Le secteur des sous-traitants aéronautiques français subit de plein fouet la flambée des cours de l’aluminium et des matières premières dérivées du pétrole, selon Le Monde. Cette situation intervient alors que la filière peine à se relever de la crise liée à la pandémie de Covid-19, qui l’a fragilisée depuis six ans déjà.
Ce qu'il faut retenir
- Hausse de 30 % des prix de l’aluminium en 2025, selon les dernières estimations du secteur.
- Les sous-traitants aéronautiques, déjà touchés par la crise post-Covid, voient leurs marges se réduire drastiquement.
- Le coût des matières premières dérivées du pétrole a également bondi, aggravant la pression sur les coûts de production.
- Plusieurs PME du secteur alertent sur des risques de faillites ou de réductions d’effectifs.

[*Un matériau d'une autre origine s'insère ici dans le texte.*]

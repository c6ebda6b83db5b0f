// SPDX-License-Identifier: PMPL-1.0-or-later
// Copyright (c) 2026 Jonathan D.A. Jewell (hyperpolymath) <jonathan.jewell@open.ac.uk>
//
// werkbank-source: In-place passes over front-end page sources.
//
// Provides ordered regex rewrite rules (built-in compaction table or a
// declarative rule file), the compaction pass that writes a file back only when
// it changed, and the strip pass that removes a component's import and tag.

pub mod compact;
pub mod rules;
pub mod strip;

pub use compact::CompactionPass;
pub use rules::RuleSet;
pub use strip::StripPass;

Une filière encore convalescente après la pandémie
Le marché de l’aluminium, essentiel à la construction aéronautique, subit une inflation sans précédent depuis 2025. Selon les données recueillies par Le Monde, les prix de ce métal ont augmenté de près de 30 % en l’espace de douze mois, une hausse qui impacte directement les sous-traitants spécialisés dans la fabrication de pièces pour l’aéronautique. Ces entreprises, souvent des PME, dépendent à plus de 60 % de l’aluminium pour leurs activités, un matériau clé dans la conception des fuselages, des ailes ou encore des systèmes de fixation.

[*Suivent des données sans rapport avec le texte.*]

// SPDX-License-Identifier: PMPL-1.0-or-later
// Copyright (c) 2026 Jonathan D.A. Jewell (hyperpolymath) <jonathan.jewell@open.ac.uk>
//
// Image probe: check that an image file exists and can be decoded.

use std::path::Path;

use tracing::{debug, instrument};
use werkbank_core::ProbeReport;

/// Report whether `path` exists and, if so, its pixel dimensions.
///
/// Never returns an error: decode failures become [`ProbeReport::Failed`].
#[instrument(skip_all, fields(path = %path.as_ref().display()))]
pub fn probe_image(path: impl AsRef<Path>) -> ProbeReport {
    let path = path.as_ref().to_path_buf();
    if !path.exists() {
        debug!("Probe target missing");
        return ProbeReport::NotFound { path };
    }
    match image::image_dimensions(&path) {
        Ok((width, height)) => {
            debug!(width, height, "Probe succeeded");
            ProbeReport::Opened {
                path,
                width,
                height,
            }
        }
        Err(err) => ProbeReport::Failed {
            path,
            error: err.to_string(),
        },
    }
}

#[cfg(test)]
mod tests {
    use super::*;
    use image::{GrayImage, Luma};

    #[test]
    fn missing_file_is_not_found() {
        let dir = tempfile::tempdir().unwrap();
        let path = dir.path().join("uploaded_image_0.png");
        assert_eq!(probe_image(&path), ProbeReport::NotFound { path });
    }

    #[test]
    fn existing_image_reports_dimensions() {
        let dir = tempfile::tempdir().unwrap();
        let path = dir.path().join("sheet.png");
        GrayImage::from_pixel(31, 17, Luma([9u8])).save(&path).unwrap();
        assert_eq!(
            probe_image(&path),
            ProbeReport::Opened {
                path,
                width: 31,
                height: 17
            }
        );
    }

    #[test]
    fn undecodable_file_is_a_failure() {
        let dir = tempfile::tempdir().unwrap();
        let path = dir.path().join("sheet.png");
        std::fs::write(&path, b"\x89PNG broken").unwrap();
        assert!(matches!(probe_image(&path), ProbeReport::Failed { .. }));
    }
}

Pourtant, la filière n’avait pas encore pleinement pansé ses plaies après la crise sanitaire. Entre 2020 et 2022, le secteur avait subi des pertes estimées à plus de 12 milliards d’euros, avec des fermetures d’usines et des licenciements massifs. Aujourd’hui, alors que la demande en avions commerciaux commence à repartir, cette nouvelle hausse des coûts pourrait compromettre la reprise.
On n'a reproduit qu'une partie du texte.